Pour Lise et Georgette, le "toc" n'est autre que le fluide humain et les ondes qui, par la pensée, unissent le "maître" à ses disciples.
Un litre de Néomic représente de quarante à cinquante flacons. le revenu brut de l'association niçoise s'élevait à plus de 300.000 francs par mois. Aussi, les magiciens de l'eau songeaient-ils à inonder de succursales et dépôts l'Italie, l'Allemagne, l'Angleterre, l'Amérique, l'Afrique. Déjà ils avaient ouvert une succursale à Nice, chez Mme Armitano, une ancienne cliente reconnaissante : le Néomic avait sauvé son chat.

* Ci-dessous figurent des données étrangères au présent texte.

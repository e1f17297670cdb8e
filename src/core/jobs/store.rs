use chrono::{DateTime, Utc};
use serde::Serialize;
use std::collections::HashMap;

use super::{Job, JobPayload, JobStatus};

/// Snapshot counts by status, pushed to the dashboard alongside the job list.
#[derive(Debug, Clone, Copy, Default, PartialEq, Eq, Serialize)]
pub struct JobSummary {
    pub pending: usize,
    pub scheduled: usize,
    pub running: usize,
    pub completed: usize,
    pub failed: usize,
    pub cancelled: usize,
    pub total: usize,
}

/// In-memory record of every job for the lifetime of the process. Durability
/// across restarts is deliberately out of scope; the dashboard re-syncs from
/// the snapshot on reconnect.
///
/// Single-writer: only the engine mutates jobs after insertion.
#[derive(Default)]
pub struct JobStore {
    jobs: Vec<Job>,
    index: HashMap<String, usize>,
}

impl JobStore {
    pub fn new() -> Self {
        Self::default()
    }

    pub fn insert(&mut self, job: Job) {
        self.index.insert(job.id.clone(), self.jobs.len());
        self.jobs.push(job);
    }

    pub fn get(&self, id: &str) -> Option<&Job> {
        self.index.get(id).map(|&i| &self.jobs[i])
    }

    pub fn get_mut(&mut self, id: &str) -> Option<&mut Job> {
        let i = *self.index.get(id)?;
        Some(&mut self.jobs[i])
    }

    pub fn jobs(&self) -> &[Job] {
        &self.jobs
    }

    pub fn summary(&self) -> JobSummary {
        let mut s = JobSummary::default();
        for job in &self.jobs {
            match job.status {
                JobStatus::Pending => s.pending += 1,
                JobStatus::Scheduled => s.scheduled += 1,
                JobStatus::Running => s.running += 1,
                JobStatus::Completed => s.completed += 1,
                JobStatus::Failed => s.failed += 1,
                JobStatus::Cancelled => s.cancelled += 1,
            }
        }
        s.total = self.jobs.len();
        s
    }

    /// Ids of jobs due to run at `now`, oldest due time first, capped at
    /// `limit` to respect the in-flight bound.
    pub fn due_ids(&self, now: DateTime<Utc>, limit: usize) -> Vec<String> {
        let mut due: Vec<&Job> = self
            .jobs
            .iter()
            .filter(|j| match j.status {
                JobStatus::Pending => true,
                JobStatus::Scheduled => j.due_at() <= now,
                _ => false,
            })
            .collect();
        due.sort_by_key(|j| j.due_at());
        due.into_iter().take(limit).map(|j| j.id.clone()).collect()
    }

    pub fn cancellable_ids(&self) -> Vec<String> {
        self.jobs
            .iter()
            .filter(|j| j.status.is_cancellable())
            .map(|j| j.id.clone())
            .collect()
    }

    /// Latest scheduled send among outstanding bulk jobs. New batches start
    /// their cumulative offsets after this point so two batches never
    /// interleave.
    pub fn bulk_tail(&self) -> Option<DateTime<Utc>> {
        self.jobs
            .iter()
            .filter(|j| {
                matches!(j.payload, JobPayload::BulkReply(_)) && !j.status.is_terminal()
            })
            .filter_map(|j| j.scheduled_at)
            .max()
    }
}
pub mod web;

Certes, selon le docteur Coué, le meilleur médecin du monde est la persuasion. A Nice comme à Thouars, des femmes n'ont qu'une crainte : manquer de "Néomic". Mme Thérèse D., trente-huit ans : "Je n'ai plus de rides grâce à lui ! " Mme L., ouvrière, mère de quatre enfants : "Il a supprimé ma couperose". Mlle Monique V., dix-huit ans : "Par lui, je n'ai plus d'acné". Mme H., jeune maman de cinq enfants : "Il m'a fait retrouver ma taille de jeune fille". Qui a raison : le mystère, la science, le don, la crédulité, le génie ? M.Bertrand ne répondra qu'en présence de son avocat.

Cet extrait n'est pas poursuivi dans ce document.